Per la seconda scena leggiamo alcuni Padri della Chiesa che hanno scritto:
• SAN GIROLAMO: “La donna che prende il lievito e lo impasta con tre staia di farina, finché tutta la pasta non sia fermentata, mi sembra l’immagine della predicazione degli apostoli, oppure della chiesa, che è sorta dall’impasto di genti diverse. Essa prende il lievito, cioè la conoscenza e la comprensione delle Scritture, e lo impasta con tre staia di farina, affinché lo spirito, il corpo e l’anima, diventate una cosa sola non abbiano più a contrastarsi tra loro, ma, riuniti in due o tre ottengano dal Padre quanto gli avevano chiesto”.
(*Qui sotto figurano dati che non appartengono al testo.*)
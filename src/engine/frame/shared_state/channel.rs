use std::sync::atomic::Ordering;

use super::super::Channel;
use super::SharedSurfaceSet;

impl SharedSurfaceSet {
    /// ### English
    /// Labels a slot and marks it handed off (producer side, end of capture).
    ///
    /// The label is published before the ready flag so a reader that observes `ready` also
    /// observes the label.
    ///
    /// ### 中文
    /// 为槽位写入标签并标记为已交出（生产者侧，捕获结束时）。
    ///
    /// 标签先于 ready 标记发布，读到 `ready` 的一方必然能读到该标签。
    pub fn hand_off(&self, slot: usize, channel: Channel) {
        let slot_state = &self.slots[slot];
        slot_state.channel.store(channel as u8, Ordering::Relaxed);
        slot_state.ready.store(true, Ordering::Release);
    }

    /// ### English
    /// Current label of a slot.
    ///
    /// ### 中文
    /// 槽位当前的标签。
    #[inline]
    pub fn channel(&self, slot: usize) -> Channel {
        Channel::from_u8(self.slots[slot].channel.load(Ordering::Acquire))
    }

    /// ### English
    /// Whether a slot holds a handed-off frame the display thread has not read yet.
    ///
    /// ### 中文
    /// 槽位是否持有显示线程尚未读取的已交出帧。
    #[inline]
    pub fn is_ready(&self, slot: usize) -> bool {
        self.slots[slot].ready.load(Ordering::Acquire)
    }

    /// ### English
    /// Marks a slot as read by the display thread. The label is left untouched.
    ///
    /// ### 中文
    /// 标记槽位已被显示线程读取；标签保持不变。
    #[inline]
    pub fn consume(&self, slot: usize) {
        self.slots[slot].ready.store(false, Ordering::Release);
    }
}
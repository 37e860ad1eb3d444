//! ### English
//! Diagnostic frame counters. Nothing here influences the hand-off itself.
//!
//! ### 中文
//! 诊断用的帧计数器；这里的数据不影响交接本身。

use std::sync::atomic::{AtomicU64, Ordering};
use std::time::Instant;

use tracing::info;

/// ### English
/// Counters shared by the producer thread and the display thread.
///
/// ### 中文
/// 生产者线程与显示线程共享的计数器。
pub struct FrameStats {
    /// ### English
    /// Reference point for the frame timestamps.
    ///
    /// ### 中文
    /// 帧时间戳的参考起点。
    epoch: Instant,
    /// ### English
    /// Producer frames captured while in stereo mode (one per eye).
    ///
    /// ### 中文
    /// 立体模式下捕获的生产者帧数（每只眼各计一次）。
    frames_dx: AtomicU64,
    /// ### English
    /// Display passes completed while in stereo mode.
    ///
    /// ### 中文
    /// 立体模式下完成的显示轮次。
    frames_gl: AtomicU64,
    first_frame_us: AtomicU64,
    last_frame_us: AtomicU64,
    wait_timeouts: AtomicU64,
    lock_failures: AtomicU64,
    presented_targets: AtomicU64,
}

/// ### English
/// Point-in-time copy of `FrameStats`.
///
/// ### 中文
/// `FrameStats` 的某一时刻快照。
#[derive(Clone, Copy, Debug, Default, PartialEq)]
pub struct StatsSnapshot {
    pub frames_dx: u64,
    pub frames_gl: u64,
    /// ### English
    /// Seconds between the first and the latest counted display pass.
    ///
    /// ### 中文
    /// 第一次与最近一次计数的显示轮次之间的秒数。
    pub elapsed_secs: f64,
    pub wait_timeouts: u64,
    pub lock_failures: u64,
    pub presented_targets: u64,
}

impl FrameStats {
    pub fn new() -> Self {
        Self {
            epoch: Instant::now(),
            frames_dx: AtomicU64::new(0),
            frames_gl: AtomicU64::new(0),
            first_frame_us: AtomicU64::new(0),
            last_frame_us: AtomicU64::new(0),
            wait_timeouts: AtomicU64::new(0),
            lock_failures: AtomicU64::new(0),
            presented_targets: AtomicU64::new(0),
        }
    }

    #[inline]
    pub fn count_producer_frame(&self) {
        self.frames_dx.fetch_add(1, Ordering::Relaxed);
    }

    /// ### English
    /// Records one completed stereo display pass at the current time.
    ///
    /// ### 中文
    /// 以当前时间记录一次完成的立体显示轮次。
    pub fn record_consumer_frame(&self) {
        self.record_consumer_frame_at(Instant::now());
    }

    /// ### English
    /// Records one completed stereo display pass at `now`.
    ///
    /// The first pass sets the start timestamp, later passes move the end timestamp. Only the
    /// display thread calls this.
    ///
    /// ### 中文
    /// 以 `now` 记录一次完成的立体显示轮次。
    ///
    /// 第一次记录起始时间戳，之后更新结束时间戳；只由显示线程调用。
    pub fn record_consumer_frame_at(&self, now: Instant) {
        let micros = now.saturating_duration_since(self.epoch).as_micros() as u64;
        if self.frames_gl.load(Ordering::Relaxed) == 0 {
            self.first_frame_us.store(micros, Ordering::Relaxed);
        } else {
            self.last_frame_us.store(micros, Ordering::Relaxed);
        }
        self.frames_gl.fetch_add(1, Ordering::Relaxed);
    }

    #[inline]
    pub fn record_timeout(&self) {
        self.wait_timeouts.fetch_add(1, Ordering::Relaxed);
    }

    #[inline]
    pub fn record_lock_failure(&self) {
        self.lock_failures.fetch_add(1, Ordering::Relaxed);
    }

    #[inline]
    pub fn set_presented_targets(&self, count: usize) {
        self.presented_targets
            .store(count as u64, Ordering::Relaxed);
    }

    pub fn snapshot(&self) -> StatsSnapshot {
        let first = self.first_frame_us.load(Ordering::Relaxed);
        let last = self.last_frame_us.load(Ordering::Relaxed);
        StatsSnapshot {
            frames_dx: self.frames_dx.load(Ordering::Relaxed),
            frames_gl: self.frames_gl.load(Ordering::Relaxed),
            elapsed_secs: last.saturating_sub(first) as f64 / 1_000_000.0,
            wait_timeouts: self.wait_timeouts.load(Ordering::Relaxed),
            lock_failures: self.lock_failures.load(Ordering::Relaxed),
            presented_targets: self.presented_targets.load(Ordering::Relaxed),
        }
    }

    /// ### English
    /// Logs the end-of-session summary.
    ///
    /// ### 中文
    /// 输出会话结束时的汇总日志。
    pub fn log_report(&self) {
        let snapshot = self.snapshot();
        info!(
            presented_targets = snapshot.presented_targets,
            frames_gl = snapshot.frames_gl,
            frames_dx = snapshot.frames_dx,
            wait_timeouts = snapshot.wait_timeouts,
            lock_failures = snapshot.lock_failures,
            "session statistics"
        );
        if let Some(metric) = snapshot.dx_gl_metric() {
            info!(metric, "DX/GL metric (tends towards 200 in stereo)");
        }
        if let Some(fps) = snapshot.fps() {
            info!("frame rate = {fps:.2} fps");
        }
    }
}

impl Default for FrameStats {
    fn default() -> Self {
        Self::new()
    }
}

impl StatsSnapshot {
    /// ### English
    /// `100 * frames_dx / frames_gl`, or `None` before the first display pass.
    ///
    /// ### 中文
    /// `100 * frames_dx / frames_gl`；在第一次显示轮次之前为 `None`。
    pub fn dx_gl_metric(&self) -> Option<u64> {
        (self.frames_gl > 0).then(|| 100 * self.frames_dx / self.frames_gl)
    }

    /// ### English
    /// Average display rate over the counted passes; `None` if less than 10 ms elapsed.
    ///
    /// ### 中文
    /// 计数轮次内的平均显示帧率；经过时间不足 10 ms 时为 `None`。
    pub fn fps(&self) -> Option<f64> {
        (self.elapsed_secs > 0.01)
            .then(|| self.frames_gl.saturating_sub(1) as f64 / self.elapsed_secs)
    }
}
• SAN GIOVANNI CRISOSTOMO: “Egli ha mescolato alla moltitudine degli uomini coloro che credono in Lui, in modo da comunicare agli altri la nostra stessa fede. Nessuno dunque si lamenti per il piccolo numero degli apostoli, dato che grande è la forza e la potenza della predicazione evangelica e ciò che è stato una volta lievitato si cambia a sua volta in lievito per tutto il resto… è il lievito da solo che compie tutta l’opera di trasformazione”.
• SANT’ILARIO di POITIERS “Il Signore si è paragonato a un granello di senape, acre al massimo e il più piccolo di tutti i semi, la cui forza e potenza è accresciuta da tribolazioni e afflizioni. Questo granello, dopo che è stato seminato in un campo, cresce più grande degli altri legumi e si eleva al di sopra di tutta la gloria dei profeti. Come una pianta, infatti, la predicazione dei profeti è stata somministrata a Israele come a un malato. Ma ora fra i rami dell’albero che si eleva dal suolo verso il cielo, si annidano gli uccelli del cielo. Con questi rami noi comprendiamo che sono indicati gli apostoli, i quali si spandono a partire dalla potenza di Cristo ed estendono la loro ombra sul mondo. Verso di essi i pagani voleranno nella speranza della vita e si riposeranno su di essi, come sui rami di un albero affaticati dalla bufera dei venti, cioè dal soffio e dall’alito del diavolo”.
• SAN GIROLAMO: “Queste cose tutte disse Gesù in parabole alle folle e senza parabola niente diceva a loro, affinché si adempisse la cosa detta per mezzo del profeta che dice: Aprirò in parabole la mia bocca, proferirò cose nascoste da fondazione di mondo. “Questa testimonianza è tratta dal settantottesimo salmo, versetto cinque… Da ciò comprendiamo che tutti i versetti vanno intesi secondo il senso allegorico, in quanto in essi, non soltanto appare chiaro il significato letterale, ma sono celati i misteri”.
Così scriveva S. Gerolamo, e la sua parola ci sembra quanto mai attuale, in un tempo in cui si rifiuta l’esegesi di tipo allegorico, DIMENTICANDO CHE NEL VANGELO STESSO È SCRITTO CHE GESÙ NON PARLAVA SENZA PARABOLE. LA REALTÀ È NASCOSTA E CELATA NELL’IMMAGINE.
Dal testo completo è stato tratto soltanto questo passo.